Holy Trinity Church is in the village of Holdgate, Shropshire, England. It is an active Anglican parish church in the deanery of Ludlow, the archdeaconry of Ludlow, and the diocese of Hereford. Its benefice is united with those of St Peter, Diddlebury, Broadstone Church, St Michael, Munslow, and St Catherine, Tugford. The church is recorded in the National Heritage List for England as a designated Grade I listed building. It stands in the former southwest bailey of Holdgate Castle.

==History==

A church with a priest is recorded in the Domesday Book, but none of the fabric from that church has survived. The nave and possibly part of the chancel date from the 12th century, with the rest of the chancel and the lower part of the tower from the following century.

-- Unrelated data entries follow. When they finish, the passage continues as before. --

#[async_trait]
impl RemoteRepository for GitHubService {
    fn config(&self) -> &RepoConfig {
        &self.config
    }

    async fn get_ref(&self, name: &str) -> Result<String> {
        let name = heads_ref(name);
        let git_ref: GitRef = self
            .send_json(
                self.request(Method::GET, &format!("/git/ref/{name}")),
                "get ref",
            )
            .await?;
        debug!(ref_name = %name, sha = %git_ref.object.sha, "got ref");
        Ok(git_ref.object.sha)
    }

    async fn create_ref(&self, name: &str, sha: &str) -> Result<()> {
        let name = heads_ref(name);
        debug!(ref_name = %name, sha, "creating ref");
        self.send(
            self.request(Method::POST, "/git/refs").json(&serde_json::json!({
                "ref": format!("refs/{name}"),
                "sha": sha,
            })),
            "create ref",
        )
        .await?;
        Ok(())
    }

    async fn delete_ref(&self, name: &str) -> Result<()> {
        let name = heads_ref(name);
        debug!(ref_name = %name, "deleting ref");
        self.send(
            self.request(Method::DELETE, &format!("/git/refs/{name}")),
            "delete ref",
        )
        .await?;
        Ok(())
    }

    async fn update_ref(&self, name: &str, sha: &str, force: bool) -> Result<()> {
        let name = heads_ref(name);
        debug!(ref_name = %name, sha, force, "updating ref");
        let response = self
            .request(Method::PATCH, &format!("/git/refs/{name}"))
            .json(&serde_json::json!({ "sha": sha, "force": force }))
            .send()
            .await
            .map_err(|e| Error::GitHubApi(format!("update ref failed: {e}")))?;

        let status = response.status();
        if status.is_success() {
            return Ok(());
        }

        let reason = response.text().await.unwrap_or_default();
        if !force && status == StatusCode::UNPROCESSABLE_ENTITY {
            return Err(Error::RefUpdateRejected {
                ref_name: name,
                sha: sha.to_string(),
                reason,
            });
        }
        Err(Error::GitHubApi(format!(
            "update ref returned {status}: {reason}"
        )))
    }

    async fn get_commit(&self, sha: &str) -> Result<CommitRecord> {
        let commit: GitCommit = self
            .send_json(
                self.request(Method::GET, &format!("/git/commits/{sha}")),
                "get commit",
            )
            .await?;
        Ok(commit.into())
    }

    async fn create_commit(&self, commit: &NewCommit) -> Result<String> {
        let created: ShaRef = self
            .send_json(
                self.request(Method::POST, "/git/commits").json(commit),
                "create commit",
            )
            .await?;
        debug!(sha = %created.sha, parents = ?commit.parents, "created commit");
        Ok(created.sha)
    }

    async fn merge_branches(
        &self,
        base: &str,
        head: &str,
        message: &str,
    ) -> Result<MergeOutcome> {
        // The merges endpoint takes a bare branch name
        let branch = heads_ref(base);
        let branch = branch.trim_start_matches("heads/");
        debug!(base = %branch, head, "merging");

        let response = self
            .request(Method::POST, "/merges")
            .json(&serde_json::json!({
                "base": branch,
                "head": head,
                "commit_message": message,
            }))
            .send()
            .await
            .map_err(|e| Error::GitHubApi(format!("merge failed: {e}")))?;

        match response.status() {
            StatusCode::CREATED => {
                let merge: MergeCommit = response.json().await.map_err(|e| {
                    Error::GitHubApi(format!("Failed to parse merge response: {e}"))
                })?;
                Ok(MergeOutcome::Merged {
                    sha: merge.sha,
                    tree: merge.commit.tree.sha,
                })
            }
            StatusCode::NO_CONTENT => Ok(MergeOutcome::NothingToMerge),
            StatusCode::CONFLICT => Err(Error::MergeConflict {
                base: branch.to_string(),
                head: head.to_string(),
            }),
            status => {
                let body = response.text().await.unwrap_or_default();
                Err(Error::GitHubApi(format!("merge returned {status}: {body}")))
            }
        }
    }

    async fn compare_commits(&self, base: &str, head: &str) -> Result<Comparison> {
        let comparison: CompareResponse = self
            .send_json(
                self.request(Method::GET, &format!("/compare/{base}...{head}")),
                "compare commits",
            )
            .await?;
        debug!(
            base,
            head,
            ahead_by = comparison.ahead_by,
            behind_by = comparison.behind_by,
            "compared commits"
        );
        Ok(Comparison {
            ahead_by: comparison.ahead_by,
            behind_by: comparison.behind_by,
        })
    }

    async fn get_pull_request(&self, number: u64) -> Result<PullRequestDetails> {
        debug!(pr_number = number, "getting PR details");
        let pr = self
            .client
            .pulls(&self.config.owner, &self.config.repo)
            .get(number)
            .await?;

        let details = details_from_octocrab(&pr);
        debug!(pr_number = number, state = ?details.state, mergeable = ?details.mergeable, "got PR details");
        Ok(details)
    }

    async fn list_pull_request_commits(&self, number: u64) -> Result<Vec<CommitRecord>> {
        let mut commits = Vec::new();
        let mut page = 1u32;

        loop {
            let batch: Vec<RepoCommit> = self
                .send_json(
                    self.request(Method::GET, &format!("/pulls/{number}/commits"))
                        .query(&[("per_page", u32::from(PER_PAGE)), ("page", page)]),
                    "list PR commits",
                )
                .await?;

            let len = batch.len();
            commits.extend(batch.into_iter().map(CommitRecord::from));

            if commits.len() >= MAX_PR_COMMITS {
                return Err(Error::GitHubApi(format!(
                    "pull request #{number} has at least {MAX_PR_COMMITS} commits, the listing may be truncated"
                )));
            }
            if len < usize::from(PER_PAGE) {
                break;
            }
            page += 1;
        }

        debug!(pr_number = number, count = commits.len(), "listed PR commits");
        Ok(commits)
    }

    async fn list_open_pull_requests(&self) -> Result<Vec<PullRequestDetails>> {
        let mut result = Vec::new();
        let mut page = 1u32;

        loop {
            let prs = self
                .client
                .pulls(&self.config.owner, &self.config.repo)
                .list()
                .state(octocrab::params::State::Open)
                .per_page(PER_PAGE)
                .page(page)
                .send()
                .await?;

            let has_next = prs.next.is_some();
            result.extend(prs.items.iter().map(details_from_octocrab));

            if !has_next {
                break;
            }
            page += 1;
        }

        debug!(count = result.len(), "listed open PRs");
        Ok(result)
    }

    async fn required_status_contexts(&self, branch: &str) -> Result<Vec<String>> {
        let path = format!(
            "/branches/{}/protection/required_status_checks",
            urlencoding::encode(branch)
        );
        let response = self
            .request(Method::GET, &path)
            .send()
            .await
            .map_err(|e| Error::GitHubApi(format!("Failed to fetch required statuses: {e}")))?;

        if response.status() == StatusCode::NOT_FOUND {
            debug!(branch, "branch not protected, no required statuses");
            return Ok(Vec::new());
        }
        if !response.status().is_success() {
            let status = response.status();
            let body = response.text().await.unwrap_or_default();
            return Err(Error::GitHubApi(format!(
                "required status checks returned {status}: {body}"
            )));
        }

        let checks: RequiredStatusChecks = response
            .json()
            .await
            .map_err(|e| Error::GitHubApi(format!("Failed to parse required statuses: {e}")))?;
        Ok(checks.contexts)
    }

    async fn merge_pull_request(&self, number: u64, method: MergeMethod) -> Result<bool> {
        debug!(pr_number = number, %method, "merging PR");

        let octocrab_method = match method {
            MergeMethod::Squash => octocrab::params::pulls::MergeMethod::Squash,
            MergeMethod::Merge => octocrab::params::pulls::MergeMethod::Merge,
            MergeMethod::Rebase => octocrab::params::pulls::MergeMethod::Rebase,
        };

        let result = self
            .client
            .pulls(&self.config.owner, &self.config.repo)
            .merge(number)
            .method(octocrab_method)
            .send()
            .await
            .map_err(|e| Error::GitHubApi(format!("Merge failed: {e}")))?;

        debug!(pr_number = number, merged = result.merged, sha = ?result.sha, "merge complete");
        Ok(result.merged)
    }
}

The south porch was probably added in the 14th century. The upper part of the tower was added either in the 15th, or in the 17th century. The west end of the nave was partitioned off as a schoolroom after 1793, and the church was restored and re-pewed in 1854–55. In 1894–95 there was a further restoration by J. P. St Aubyn and Henry Wadling, during which a chancel arch was inserted, windows were renewed, the ceilings were taken down, new roofs and a new porch were built, and the partition in the nave was removed.

==Architecture==

===Exterior===
Holy Trinity is constructed in sandstone with tiled roofs. Its plan consists of a nave with a south porch, a chancel, and a west tower. The tower is in two stages. On three sides of the lower stage are lancet windows. The upper stage contains bell openings on each side, and two string courses, each of which incorporates gargoyles. On the summit is a battlemented parapet with corner pinnacles. The upper stage is Perpendicular in style. In the south wall of the nave is a Norman round-arched doorway with capitals decorated with volutes and foliage. The arch is of three orders, the inner order being carved with beakheads, the middle order with a frieze of arches, and the outer order with zigzags. Above this is a hood mould carved with zigzags and pellets. The windows are mostly Early English, although some of the lancets in the chancel appear to be later insertions. In the south wall of the chancel is a sheela na gig, dating probably from the 12th century.

===Interior===
In the north wall of the chancel is an aumbry, and in the south wall is a piscina. The pews are box pews, one of which has a desk dated 1707 attached to its back. Also in the church is a pair of Jacobean seats with carved canopies. The circular Norman font is elaborately carved with rope moulding, a dragon, interlace, foliage, and medallions. In the church are royal arms of 1757. The stained glass in the east window, dating from about 1904, is by Herbert Bryans. In the south wall of the nave is a tomb recess dating from the 14th century. The monuments include brasses from the 17th and 18th centuries. There is a ring of three bells, two dated 1657 and 1666 are by John Martin, and the other dated 1754 is by Abel Rudhall.

==External features==

In the churchyard are three memorials, each listed at Grade II. To the south of the chancel is an ashlar headstone dated 1716, and to the southeast of the chancel is a similar headstone inscribed with the dates 1748 and 1771. To the south of the nave is a chest tomb dating from the early 19th century.